I swipe type on my iPhone too, which results in strange output if I’m careless, which is frequent.
But my use of the term was inappropriate because three capital letters will require manually key presses by most input methods.
It’s not about Android phone, it’s about the mistakes you get when you “swype” to enter text on a touchscreen. Swype was an alternative keyboard that let you run your finger from one letter to another, rather than individually pecking at virtual “keys”. Google implemented that style of entry on its native keyboard before Apple did, but I’m pretty sure they both do so now. And you could get Swype on an iPhone for a while. I seriously considered it, because Swype was the primary reason i didn’t get an iPhone back in the day. It was better integrated into the Android system than into iOS.
Anyway, i still swype, and i make a lot of swypos. The most annoying is that my phone insists on writing “your” when i want it to say “you”. But if you read something incomprehensible that i wrote, it’s probably due to my swyping.
I don’t think I did anything to enable it on my iPhone 11.
Anyway, needless confusion injected by me.
As the confused the point is that your meaning was still understandable, I actually learned a new to me “word” (I like its other definition too! And the concept!), and most importantly, even if there were many readers as ignorant of the word as I was, mod noting for improvement in writing clarity would be absurd.
FEWER, please.
Lest anyone construe the above as an attempt to introduce a five-letter acronym, allow me to rephrase:
“Fewer,” please.
Naah, “fewer” ruins it. The whole point of the phrase is to allude to another famous ungrammatical Doper catch-phrase. Making it grammatical spoils the ambiance.
Here’s an in-the-wild example of acronyms done right:
In that thread @Monty initiated a spin-off debate about CRM in hospital operating rooms. CRM in this case was made clear to mean Crew Resource Management. I dont know very much about that, so I quietly backed out and did something else.
Monty’s clarification about CRM meaning Crew Resource Management (which i know nothing about) saved me from blundering in there and spoiling the discussion by having a possibly confusing and irrelevant cross-purposes discussion about Customer Relationship Management (which is also called CRM, which i do know something about).

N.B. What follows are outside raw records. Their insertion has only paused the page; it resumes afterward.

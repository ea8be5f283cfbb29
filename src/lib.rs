//! Navigation-header search for a marketplace front end.
//!
//! The crate models the interactive half of a header search box: debounced
//! input, concurrent per-collection sub-queries with stale-response
//! suppression, a results panel, and scroll-driven placement of the box.
//! Everything is exposed as plain state machines so embedders supply their own
//! rendering and event plumbing.

pub mod app_dirs;
pub mod logging;
pub mod systems;
pub mod types;
pub mod ui;

pub use systems::remote::{CatalogClient, CollectionSource, RemoteError, RemoteOptions};
pub use types::{
	Collection, CollectionHits, Generation, ItemSummary, ResultSet, SearchAttempt, SearchQuery,
	SearchScope, SellerSummary,
};
pub use ui::{
	Activation, HeaderSearch, Navigation, PanelState, PanelTransition, PointerTarget, ScrollConfig,
	ScrollController, ScrollMeasurement, ScrollMode, SearchTuning,
};
use std::time::Duration;

use navsearch::{SearchScope, SearchTuning};
use serde::Deserialize;

use super::super::resolved::{ConfigError, ConfigSources};
use crate::cli::CliArgs;

/// Debounce, row limit and scope settings prior to validation.
#[derive(Debug, Clone, Default, Deserialize)]
#[serde(default)]
pub(super) struct SearchSection {
	pub(super) debounce_ms: Option<u64>,
	pub(super) min_query_len: Option<usize>,
	pub(super) result_limit: Option<usize>,
	pub(super) scope: Option<String>,
}

impl SearchSection {
	pub(super) fn apply_cli_overrides(&mut self, cli: &CliArgs) {
		if let Some(ms) = cli.debounce_ms {
			self.debounce_ms = Some(ms);
		}
		if let Some(limit) = cli.limit {
			self.result_limit = Some(limit);
		}
		if let Some(scope) = cli.scope() {
			self.scope = Some(scope.as_str().to_string());
		}
	}

	pub(super) fn resolve(self, sources: &ConfigSources) -> Result<SearchTuning, ConfigError> {
		let defaults = SearchTuning::default();
		let scope = match self.scope {
			Some(value) => match value.parse::<SearchScope>() {
				Ok(scope) => scope,
				Err(_) => {
					return Err(ConfigError::UnknownScope {
						value,
						origin: sources.source_for_scope(),
					});
				}
			},
			None => defaults.scope,
		};

		Ok(SearchTuning {
			debounce: self
				.debounce_ms
				.map(Duration::from_millis)
				.unwrap_or(defaults.debounce),
			min_query_len: self.min_query_len.unwrap_or(defaults.min_query_len),
			result_limit: self.result_limit.unwrap_or(defaults.result_limit),
			scope,
		})
	}
}
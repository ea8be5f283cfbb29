use anyhow::{Context, Result};
use tracing::debug;

use super::raw::RawConfig;
use super::resolved::ResolvedConfig;
use super::sources::build_config;
use crate::cli::CliArgs;

/// Resolve the catalog, search and scroll settings.
///
/// Layers are applied lowest first: default files, `--config` files,
/// `NAVSEARCH__*` variables, then CLI flags.
pub fn load(cli: &CliArgs) -> Result<ResolvedConfig> {
	let layered = build_config(cli).context("failed to read navsearch configuration files")?;
	let mut raw: RawConfig = layered
		.try_deserialize()
		.context("navsearch configuration must contain only [remote], [search] and [scroll] values")?;
	raw.apply_cli_overrides(cli);

	let resolved = raw.resolve(cli)?;
	debug!(
		base_url = %resolved.remote.base_url,
		scope = %resolved.tuning.scope,
		debounce_ms = resolved.tuning.debounce.as_millis() as u64,
		result_limit = resolved.tuning.result_limit,
		"configuration resolved"
	);
	Ok(resolved)
}
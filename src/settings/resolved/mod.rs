use navsearch::{RemoteOptions, ScrollConfig, SearchTuning};

mod errors;
mod sources;
mod summary;
mod validation;

pub(crate) use errors::ConfigError;
pub(crate) use sources::{ConfigSources, SettingSource};

/// Application-ready configuration derived from user input, config files and
/// defaults.
#[derive(Debug, Clone)]
pub struct ResolvedConfig {
	pub remote: RemoteOptions,
	pub tuning: SearchTuning,
	pub scroll: ScrollConfig,
}

impl ResolvedConfig {
	pub(super) fn validate(&self, sources: &ConfigSources) -> Result<(), ConfigError> {
		validation::validate(self, sources)
	}

	/// Print a human readable summary of the effective configuration.
	pub fn print_summary(&self) {
		print!("{}", summary::render_summary(self));
	}
}

#[cfg(test)]
impl Default for ResolvedConfig {
	fn default() -> Self {
		Self {
			remote: RemoteOptions::default(),
			tuning: SearchTuning::default(),
			scroll: ScrollConfig::default(),
		}
	}
}
use navsearch::ScrollConfig;
use serde::Deserialize;

/// Scroll placement thresholds, in pixels, prior to validation.
#[derive(Debug, Clone, Default, Deserialize)]
#[serde(default)]
pub(super) struct ScrollSection {
	pub(super) top_threshold: Option<f64>,
	pub(super) hysteresis: Option<f64>,
	pub(super) promote_ratio: Option<f64>,
}

impl ScrollSection {
	pub(super) fn resolve(self) -> ScrollConfig {
		let defaults = ScrollConfig::default();
		ScrollConfig {
			top_threshold: self.top_threshold.unwrap_or(defaults.top_threshold),
			hysteresis: self.hysteresis.unwrap_or(defaults.hysteresis),
			promote_ratio: self.promote_ratio.unwrap_or(defaults.promote_ratio),
		}
	}
}
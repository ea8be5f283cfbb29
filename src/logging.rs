//! Diagnostic output for the `navsearch` binary.

use tracing_subscriber::EnvFilter;

/// Environment variable holding an `EnvFilter` directive.
pub const LOG_ENV: &str = "NAVSEARCH_LOG";

/// Install a stderr formatter. The filter comes from `NAVSEARCH_LOG` when set,
/// otherwise `warn`, or `debug` for this crate when `verbose` is true.
///
/// Calling this more than once keeps the first subscriber.
pub fn initialize(verbose: bool) {
	let _ = tracing_subscriber::fmt()
		.with_env_filter(filter(verbose))
		.with_writer(std::io::stderr)
		.with_target(false)
		.try_init();
}

fn filter(verbose: bool) -> EnvFilter {
	EnvFilter::try_from_env(LOG_ENV).unwrap_or_else(|_| {
		if verbose {
			EnvFilter::new("warn,navsearch=debug")
		} else {
			EnvFilter::new("warn")
		}
	})
}
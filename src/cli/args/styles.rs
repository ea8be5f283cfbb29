use std::fmt::Write;

use clap::builder::Styles;
use clap::builder::styling::{AnsiColor, Effects};
use navsearch::app_dirs;

use crate::settings::{ENV_PREFIX, LOCAL_CONFIG_FILES, USER_CONFIG_FILE};

/// Version banner listing where settings are read from.
pub(super) fn long_version() -> &'static str {
	Box::leak(render_long_version().into_boxed_str())
}

fn render_long_version() -> String {
	let config_dir = match app_dirs::get_config_dir() {
		Ok(path) => path.display().to_string(),
		Err(err) => format!("unavailable ({err})"),
	};

	let mut details = format!("navsearch {}", env!("CARGO_PKG_VERSION"));
	let _ = writeln!(details);
	let _ = writeln!(details, "config directory: {config_dir}");
	let _ = writeln!(details, "user config: {USER_CONFIG_FILE} in the config directory");
	let _ = writeln!(details, "project config: {}", LOCAL_CONFIG_FILES.join(", "));
	let _ = writeln!(details, "environment: {ENV_PREFIX}__<SECTION>__<KEY>");
	let _ = writeln!(details, "log filter: {}", navsearch::logging::LOG_ENV);
	details
}

/// Help colours: green headings, cyan flags, yellow placeholders.
pub(super) fn cli_styles() -> Styles {
	Styles::styled()
		.header(AnsiColor::Green.on_default().effects(Effects::BOLD))
		.usage(AnsiColor::Green.on_default().effects(Effects::BOLD | Effects::UNDERLINE))
		.literal(AnsiColor::Cyan.on_default().effects(Effects::BOLD))
		.placeholder(AnsiColor::Yellow.on_default())
		.error(AnsiColor::Red.on_default().effects(Effects::BOLD))
		.valid(AnsiColor::Green.on_default())
		.invalid(AnsiColor::Red.on_default())
}
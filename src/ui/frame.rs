/// Coalesces high-frequency events into at most one evaluation per frame.
///
/// Only the latest value survives; intermediate values are overwritten, never
/// queued.
#[derive(Debug, Clone)]
pub struct FrameCoalescer<T> {
	latest: Option<T>,
	frame_requested: bool,
}

impl<T> FrameCoalescer<T> {
	pub fn new() -> Self {
		Self {
			latest: None,
			frame_requested: false,
		}
	}

	/// Store `value`. Returns `true` when the host must schedule a frame
	/// callback, `false` when one is already pending.
	pub fn push(&mut self, value: T) -> bool {
		self.latest = Some(value);
		!std::mem::replace(&mut self.frame_requested, true)
	}

	/// Called from the frame callback.
	pub fn take(&mut self) -> Option<T> {
		self.frame_requested = false;
		self.latest.take()
	}

	pub fn is_frame_requested(&self) -> bool {
		self.frame_requested
	}
}

impl<T> Default for FrameCoalescer<T> {
	fn default() -> Self {
		Self::new()
	}
}
//! Scripted collection source for exercising the aggregator without a network.

use std::collections::HashMap;
use std::sync::{Arc, Mutex};

use async_trait::async_trait;
use serde_json::json;
use tokio::sync::oneshot;

use crate::systems::remote::{CollectionSource, RemoteError};
use crate::types::{Collection, CollectionHits, ItemSummary, SellerSummary};

type Reply = Result<CollectionHits, RemoteError>;

/// Answers unscripted queries with no rows; gated queries wait for the test
/// to release them, which lets tests choose the completion order.
#[derive(Default)]
pub(crate) struct ScriptedSource {
	gates: Mutex<HashMap<(Collection, String), oneshot::Receiver<Reply>>>,
	calls: Mutex<Vec<(Collection, String, usize)>>,
}

pub(crate) struct Gate(oneshot::Sender<Reply>);

impl Gate {
	pub(crate) fn release(self, reply: Reply) {
		let _ = self.0.send(reply);
	}
}

impl ScriptedSource {
	pub(crate) fn new() -> Arc<Self> {
		Arc::new(Self::default())
	}

	pub(crate) fn gate(&self, collection: Collection, text: &str) -> Gate {
		let (tx, rx) = oneshot::channel();
		self.gates
			.lock()
			.unwrap()
			.insert((collection, text.to_string()), rx);
		Gate(tx)
	}

	pub(crate) fn calls(&self) -> Vec<(Collection, String, usize)> {
		self.calls.lock().unwrap().clone()
	}
}

#[async_trait]
impl CollectionSource for ScriptedSource {
	async fn fetch(&self, collection: Collection, text: &str, limit: usize) -> Reply {
		self.calls
			.lock()
			.unwrap()
			.push((collection, text.to_string(), limit));
		let gate = self
			.gates
			.lock()
			.unwrap()
			.remove(&(collection, text.to_string()));
		match gate {
			Some(rx) => rx.await.unwrap_or_else(|_| Ok(CollectionHits::empty(collection))),
			None => Ok(CollectionHits::empty(collection)),
		}
	}
}

pub(crate) fn item(id: &str) -> ItemSummary {
	serde_json::from_value(json!({ "id": id, "name": format!("item {id}") })).unwrap()
}

pub(crate) fn seller(id: &str) -> SellerSummary {
	serde_json::from_value(json!({ "id": id, "name": format!("seller {id}") })).unwrap()
}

Thanks! I’m curious about a board issue, however. As it turns out, when I made that spin-off thread, I encountered what just happened to you: the carriage returns were stripped out, but for my OP in the spin-off thread, that happened in the entire post, both in the quote and what I penned. It took me a few tries before the board software decided that, yes, I really did want them in there. It really made the numbered list look interesting in the preview panel, though.
Ah, Discourse. Naught but a roll of the dice sometimes, isn’t it?